## Work to complete
Which lines of the data below contain "from"? Please show them all.

________

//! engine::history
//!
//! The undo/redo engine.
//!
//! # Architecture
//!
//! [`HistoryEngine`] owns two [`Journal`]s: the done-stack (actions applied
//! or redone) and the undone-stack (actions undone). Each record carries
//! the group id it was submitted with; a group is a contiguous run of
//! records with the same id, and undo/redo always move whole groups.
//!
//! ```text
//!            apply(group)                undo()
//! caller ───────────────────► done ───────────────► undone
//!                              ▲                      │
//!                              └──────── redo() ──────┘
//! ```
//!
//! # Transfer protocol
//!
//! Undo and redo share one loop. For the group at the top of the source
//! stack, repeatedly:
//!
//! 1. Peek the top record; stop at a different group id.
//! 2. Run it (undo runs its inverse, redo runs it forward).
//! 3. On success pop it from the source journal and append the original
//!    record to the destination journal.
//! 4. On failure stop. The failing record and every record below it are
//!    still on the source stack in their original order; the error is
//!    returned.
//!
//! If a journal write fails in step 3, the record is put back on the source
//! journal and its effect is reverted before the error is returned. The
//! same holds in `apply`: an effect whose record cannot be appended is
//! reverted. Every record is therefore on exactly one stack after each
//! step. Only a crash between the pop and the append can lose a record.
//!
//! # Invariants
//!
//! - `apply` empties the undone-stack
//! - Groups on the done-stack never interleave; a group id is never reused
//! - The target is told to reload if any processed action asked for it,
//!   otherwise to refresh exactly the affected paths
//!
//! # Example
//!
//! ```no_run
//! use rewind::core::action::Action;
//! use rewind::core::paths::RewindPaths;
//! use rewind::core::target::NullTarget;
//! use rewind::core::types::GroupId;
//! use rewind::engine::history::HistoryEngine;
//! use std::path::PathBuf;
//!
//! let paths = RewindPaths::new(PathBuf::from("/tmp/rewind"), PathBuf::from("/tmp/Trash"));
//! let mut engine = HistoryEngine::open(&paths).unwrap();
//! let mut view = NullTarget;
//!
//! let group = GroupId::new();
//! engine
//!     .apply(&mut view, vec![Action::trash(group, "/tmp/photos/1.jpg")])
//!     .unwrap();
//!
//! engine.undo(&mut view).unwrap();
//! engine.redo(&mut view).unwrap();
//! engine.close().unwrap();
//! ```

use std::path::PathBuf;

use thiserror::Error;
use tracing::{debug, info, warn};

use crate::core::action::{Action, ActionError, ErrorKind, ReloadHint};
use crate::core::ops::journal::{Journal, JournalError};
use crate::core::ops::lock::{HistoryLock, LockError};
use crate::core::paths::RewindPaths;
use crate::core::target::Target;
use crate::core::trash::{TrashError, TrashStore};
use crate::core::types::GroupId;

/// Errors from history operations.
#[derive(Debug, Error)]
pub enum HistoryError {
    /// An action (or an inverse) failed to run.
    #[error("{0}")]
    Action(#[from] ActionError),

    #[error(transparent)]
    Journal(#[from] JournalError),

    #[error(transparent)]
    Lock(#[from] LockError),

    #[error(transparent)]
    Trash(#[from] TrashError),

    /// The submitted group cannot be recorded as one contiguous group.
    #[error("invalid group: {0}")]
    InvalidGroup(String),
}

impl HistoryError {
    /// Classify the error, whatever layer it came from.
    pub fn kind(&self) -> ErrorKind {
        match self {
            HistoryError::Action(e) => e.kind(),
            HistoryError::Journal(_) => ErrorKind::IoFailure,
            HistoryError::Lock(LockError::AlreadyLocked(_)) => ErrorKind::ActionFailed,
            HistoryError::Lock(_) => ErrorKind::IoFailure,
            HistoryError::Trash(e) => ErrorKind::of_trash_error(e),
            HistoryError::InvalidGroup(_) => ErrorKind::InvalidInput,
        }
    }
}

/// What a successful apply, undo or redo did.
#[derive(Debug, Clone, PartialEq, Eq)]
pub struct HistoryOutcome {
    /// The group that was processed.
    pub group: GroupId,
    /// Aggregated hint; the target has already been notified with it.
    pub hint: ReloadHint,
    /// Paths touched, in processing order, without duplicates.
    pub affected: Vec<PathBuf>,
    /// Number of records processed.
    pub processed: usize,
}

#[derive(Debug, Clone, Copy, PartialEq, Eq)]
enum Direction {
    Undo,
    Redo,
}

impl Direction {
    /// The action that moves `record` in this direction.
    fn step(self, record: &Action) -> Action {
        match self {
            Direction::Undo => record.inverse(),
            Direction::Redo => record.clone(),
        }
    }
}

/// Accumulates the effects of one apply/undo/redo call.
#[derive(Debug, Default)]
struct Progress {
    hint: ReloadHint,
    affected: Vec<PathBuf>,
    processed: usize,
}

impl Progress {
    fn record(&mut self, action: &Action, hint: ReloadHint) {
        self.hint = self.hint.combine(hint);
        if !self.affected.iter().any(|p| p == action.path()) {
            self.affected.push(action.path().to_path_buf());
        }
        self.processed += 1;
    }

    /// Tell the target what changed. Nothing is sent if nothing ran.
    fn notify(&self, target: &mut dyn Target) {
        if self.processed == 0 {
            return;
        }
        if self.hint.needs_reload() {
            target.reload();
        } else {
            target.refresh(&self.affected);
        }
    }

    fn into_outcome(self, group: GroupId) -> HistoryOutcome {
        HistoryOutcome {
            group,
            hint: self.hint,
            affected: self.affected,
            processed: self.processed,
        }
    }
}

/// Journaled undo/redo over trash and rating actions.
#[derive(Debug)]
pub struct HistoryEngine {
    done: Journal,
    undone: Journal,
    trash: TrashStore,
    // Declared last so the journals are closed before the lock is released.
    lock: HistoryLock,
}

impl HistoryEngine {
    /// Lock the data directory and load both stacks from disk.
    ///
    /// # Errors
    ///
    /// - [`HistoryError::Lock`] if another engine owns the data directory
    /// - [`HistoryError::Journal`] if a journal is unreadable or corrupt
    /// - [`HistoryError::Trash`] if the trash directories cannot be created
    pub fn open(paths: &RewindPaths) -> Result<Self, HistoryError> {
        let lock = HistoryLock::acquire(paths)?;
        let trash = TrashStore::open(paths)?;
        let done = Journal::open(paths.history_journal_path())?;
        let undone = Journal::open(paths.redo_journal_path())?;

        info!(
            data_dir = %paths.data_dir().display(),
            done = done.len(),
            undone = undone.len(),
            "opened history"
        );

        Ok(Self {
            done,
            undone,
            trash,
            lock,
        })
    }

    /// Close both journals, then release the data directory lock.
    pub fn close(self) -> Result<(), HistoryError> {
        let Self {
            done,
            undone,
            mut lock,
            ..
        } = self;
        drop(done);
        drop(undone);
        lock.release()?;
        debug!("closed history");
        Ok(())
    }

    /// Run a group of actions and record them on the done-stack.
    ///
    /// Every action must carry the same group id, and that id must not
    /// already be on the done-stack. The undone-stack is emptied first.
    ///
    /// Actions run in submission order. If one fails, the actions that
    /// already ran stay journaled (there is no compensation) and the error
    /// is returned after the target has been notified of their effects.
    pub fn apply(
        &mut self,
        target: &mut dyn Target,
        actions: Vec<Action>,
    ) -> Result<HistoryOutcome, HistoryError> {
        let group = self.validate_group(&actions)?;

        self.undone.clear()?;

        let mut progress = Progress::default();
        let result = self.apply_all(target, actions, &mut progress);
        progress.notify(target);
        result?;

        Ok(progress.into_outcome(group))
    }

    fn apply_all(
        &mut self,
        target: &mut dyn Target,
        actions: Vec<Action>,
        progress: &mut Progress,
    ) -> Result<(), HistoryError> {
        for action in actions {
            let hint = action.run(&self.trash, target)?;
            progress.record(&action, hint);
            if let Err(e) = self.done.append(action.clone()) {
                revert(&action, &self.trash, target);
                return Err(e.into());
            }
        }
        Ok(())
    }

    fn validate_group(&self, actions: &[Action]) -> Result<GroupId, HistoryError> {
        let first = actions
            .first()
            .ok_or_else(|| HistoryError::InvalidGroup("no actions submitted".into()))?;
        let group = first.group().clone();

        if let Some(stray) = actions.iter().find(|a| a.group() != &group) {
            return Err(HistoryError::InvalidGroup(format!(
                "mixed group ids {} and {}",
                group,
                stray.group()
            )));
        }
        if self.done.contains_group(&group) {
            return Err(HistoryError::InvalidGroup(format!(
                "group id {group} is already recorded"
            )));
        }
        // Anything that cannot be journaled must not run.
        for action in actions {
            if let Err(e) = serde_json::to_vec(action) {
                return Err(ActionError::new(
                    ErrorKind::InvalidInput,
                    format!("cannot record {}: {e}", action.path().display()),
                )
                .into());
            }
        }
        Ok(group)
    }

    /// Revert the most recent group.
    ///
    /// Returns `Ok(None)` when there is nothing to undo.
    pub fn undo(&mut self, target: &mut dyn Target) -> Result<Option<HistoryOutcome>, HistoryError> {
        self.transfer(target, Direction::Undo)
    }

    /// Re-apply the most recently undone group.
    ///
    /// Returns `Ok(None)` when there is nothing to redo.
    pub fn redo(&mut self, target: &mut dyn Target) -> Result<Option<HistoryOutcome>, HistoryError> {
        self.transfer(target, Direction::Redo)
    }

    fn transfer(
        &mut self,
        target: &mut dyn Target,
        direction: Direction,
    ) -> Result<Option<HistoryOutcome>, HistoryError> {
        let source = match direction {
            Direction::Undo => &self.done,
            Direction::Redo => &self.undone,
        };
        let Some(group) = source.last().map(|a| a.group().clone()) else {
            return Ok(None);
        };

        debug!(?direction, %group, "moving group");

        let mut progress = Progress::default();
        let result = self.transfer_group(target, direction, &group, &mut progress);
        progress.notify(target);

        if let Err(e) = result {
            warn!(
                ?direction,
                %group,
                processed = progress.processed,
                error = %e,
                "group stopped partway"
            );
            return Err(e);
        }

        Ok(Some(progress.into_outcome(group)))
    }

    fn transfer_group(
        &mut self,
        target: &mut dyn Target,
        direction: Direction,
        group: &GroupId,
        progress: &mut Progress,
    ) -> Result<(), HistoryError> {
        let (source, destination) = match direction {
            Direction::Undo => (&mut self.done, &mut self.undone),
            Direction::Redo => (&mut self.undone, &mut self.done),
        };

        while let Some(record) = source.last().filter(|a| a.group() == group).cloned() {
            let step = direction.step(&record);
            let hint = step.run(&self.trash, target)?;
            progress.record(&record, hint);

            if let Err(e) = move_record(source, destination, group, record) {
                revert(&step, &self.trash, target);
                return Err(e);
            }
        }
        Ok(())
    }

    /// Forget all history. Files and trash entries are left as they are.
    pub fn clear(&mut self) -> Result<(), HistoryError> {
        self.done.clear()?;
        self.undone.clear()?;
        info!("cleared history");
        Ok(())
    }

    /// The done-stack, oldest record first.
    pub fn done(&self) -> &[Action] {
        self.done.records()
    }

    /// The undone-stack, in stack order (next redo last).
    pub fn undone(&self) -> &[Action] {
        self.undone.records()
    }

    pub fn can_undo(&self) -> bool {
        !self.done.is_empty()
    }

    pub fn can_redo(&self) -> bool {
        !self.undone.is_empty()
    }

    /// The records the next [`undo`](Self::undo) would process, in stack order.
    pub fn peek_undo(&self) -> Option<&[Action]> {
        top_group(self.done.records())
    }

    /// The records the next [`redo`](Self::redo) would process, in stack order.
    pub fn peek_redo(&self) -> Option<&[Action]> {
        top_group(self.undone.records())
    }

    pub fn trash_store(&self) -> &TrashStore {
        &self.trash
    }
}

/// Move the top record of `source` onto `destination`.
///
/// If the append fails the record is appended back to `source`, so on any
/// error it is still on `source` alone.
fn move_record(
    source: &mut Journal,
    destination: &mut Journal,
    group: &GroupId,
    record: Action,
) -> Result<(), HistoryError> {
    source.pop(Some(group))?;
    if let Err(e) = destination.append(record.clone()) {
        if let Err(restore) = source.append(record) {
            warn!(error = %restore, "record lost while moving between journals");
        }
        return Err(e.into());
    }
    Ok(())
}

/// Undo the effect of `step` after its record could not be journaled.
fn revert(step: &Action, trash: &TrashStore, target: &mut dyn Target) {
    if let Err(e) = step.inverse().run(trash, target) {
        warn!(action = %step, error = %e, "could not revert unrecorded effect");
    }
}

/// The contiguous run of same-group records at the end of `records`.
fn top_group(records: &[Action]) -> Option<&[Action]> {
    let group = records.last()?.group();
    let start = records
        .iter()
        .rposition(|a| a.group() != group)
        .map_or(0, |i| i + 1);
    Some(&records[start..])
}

________

## Solved problem
//! 3. On success pop it from the source journal and append the original
//! let paths = RewindPaths::new(PathBuf::from("/tmp/rewind"), PathBuf::from("/tmp/Trash"));
/// Errors from history operations.
    Action(#[from] ActionError),
    Journal(#[from] JournalError),
    Lock(#[from] LockError),
    Trash(#[from] TrashError),
    /// Classify the error, whatever layer it came from.
    /// Lock the data directory and load both stacks from disk.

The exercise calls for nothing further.